◆ **Exercise details**:
The required output is the exact run of lines below that opens at the line with "fn not_found(path: &str)" and closes at the line with "from browser URL".

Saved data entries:
━━━━━━

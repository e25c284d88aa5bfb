//! Hash-based routing.
//!
//! URL format: `#/`, `#/admin`, `#/admin/new`, `#/admin/edit/<id>`, `#/contact`.
//! Edit links may carry the `CERT-` display prefix.

use azcert_core::models::parse_certificate_id;

/// Application routes for hash-based navigation.
#[derive(Clone, Debug, PartialEq, Eq)]
pub enum Route {
    /// Public certificate verification: `#/` or empty hash
    Verify,
    /// Back-office certificate list: `#/admin`
    Admin,
    /// Create form: `#/admin/new`
    NewCertificate,
    /// Edit form: `#/admin/edit/<id>`
    EditCertificate { id: i64 },
    /// Contact form: `#/contact`
    Contact,
    /// Anything else
    NotFound { path: String },
}

impl Route {
    /// Parse URL hash into Route
    pub fn from_hash(hash: &str) -> Self {
        let path = hash
            .trim_start_matches('#')
            .trim_start_matches('/')
            .trim_end_matches('/');

        let segments: Vec<&str> = path.split('/').collect();
        match segments.as_slice() {
            [""] | ["verify"] => Self::Verify,
            ["admin"] => Self::Admin,
            ["admin", "new"] => Self::NewCertificate,
            ["admin", "edit", id] => match parse_certificate_id(id) {
                Some(id) => Self::EditCertificate { id },
                None => Self::not_found(path),
            },
            ["contact"] => Self::Contact,
            _ => Self::not_found(path),
        }
    }

    fn not_found(path: &str) -> Self {
        Self::NotFound {
            path: path.to_string(),
        }
    }

    /// Convert Route to URL hash
    pub fn to_hash(&self) -> String {
        match self {
            Self::Verify => "#/".to_string(),
            Self::Admin => "#/admin".to_string(),
            Self::NewCertificate => "#/admin/new".to_string(),
            Self::EditCertificate { id } => format!("#/admin/edit/{}", id),
            Self::Contact => "#/contact".to_string(),
            Self::NotFound { path } => format!("#/{}", path),
        }
    }

    /// Whether the route belongs to the back-office console.
    pub fn is_admin(&self) -> bool {
        matches!(
            self,
            Self::Admin | Self::NewCertificate | Self::EditCertificate { .. }
        )
    }

    /// Get current route from browser URL
    pub fn current() -> Self {
        let hash = web_sys::window()
            .and_then(|w| w.location().hash().ok())
            .unwrap_or_default();
        Self::from_hash(&hash)
    }

    /// Navigate to this route.
    ///
    /// Sets `location.hash` so that the `hashchange` listener picks it up.
    pub fn push(&self) {
        if let Some(window) = web_sys::window() {
            let _ = window.location().set_hash(&self.to_hash());
        }
    }
}

#[cfg(test)]
mod tests {
    use super::*;

    #[test]
    fn test_route_parsing() {
        assert_eq!(Route::from_hash(""), Route::Verify);
        assert_eq!(Route::from_hash("#"), Route::Verify);
        assert_eq!(Route::from_hash("#/"), Route::Verify);
        assert_eq!(Route::from_hash("#/admin"), Route::Admin);
        assert_eq!(Route::from_hash("#/admin/"), Route::Admin);
        assert_eq!(Route::from_hash("#/admin/new"), Route::NewCertificate);
        assert_eq!(
            Route::from_hash("#/admin/edit/42"),
            Route::EditCertificate { id: 42 }
        );
        assert_eq!(Route::from_hash("#/contact"), Route::Contact);
    }

    #[test]
    fn test_edit_route_strips_display_prefix() {
        assert_eq!(
            Route::from_hash("#/admin/edit/CERT-7"),
            Route::EditCertificate { id: 7 }
        );
        assert_eq!(
            Route::from_hash("#/admin/edit/abc"),
            Route::NotFound {
                path: "admin/edit/abc".to_string()
            }
        );
    }

    #[test]
    fn test_route_to_hash() {
        assert_eq!(Route::Verify.to_hash(), "#/");
        assert_eq!(Route::NewCertificate.to_hash(), "#/admin/new");
        assert_eq!(Route::EditCertificate { id: 9 }.to_hash(), "#/admin/edit/9");

        for route in [
            Route::Verify,
            Route::Admin,
            Route::NewCertificate,
            Route::EditCertificate { id: 3 },
            Route::Contact,
        ] {
            assert_eq!(Route::from_hash(&route.to_hash()), route);
        }
    }

    #[test]
    fn test_is_admin() {
        assert!(Route::EditCertificate { id: 1 }.is_admin());
        assert!(!Route::Contact.is_admin());
    }
}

━━━━━━

◆ **Exercise result**:
    fn not_found(path: &str) -> Self {
        Self::NotFound {
            path: path.to_string(),
        }
    }

    /// Convert Route to URL hash
    pub fn to_hash(&self) -> String {
        match self {
            Self::Verify => "#/".to_string(),
            Self::Admin => "#/admin".to_string(),
            Self::NewCertificate => "#/admin/new".to_string(),
            Self::EditCertificate { id } => format!("#/admin/edit/{}", id),
            Self::Contact => "#/contact".to_string(),
            Self::NotFound { path } => format!("#/{}", path),
        }
    }

    /// Whether the route belongs to the back-office console.
    pub fn is_admin(&self) -> bool {
        matches!(
            self,
            Self::Admin | Self::NewCertificate | Self::EditCertificate { .. }
        )
    }

    /// Get current route from browser URL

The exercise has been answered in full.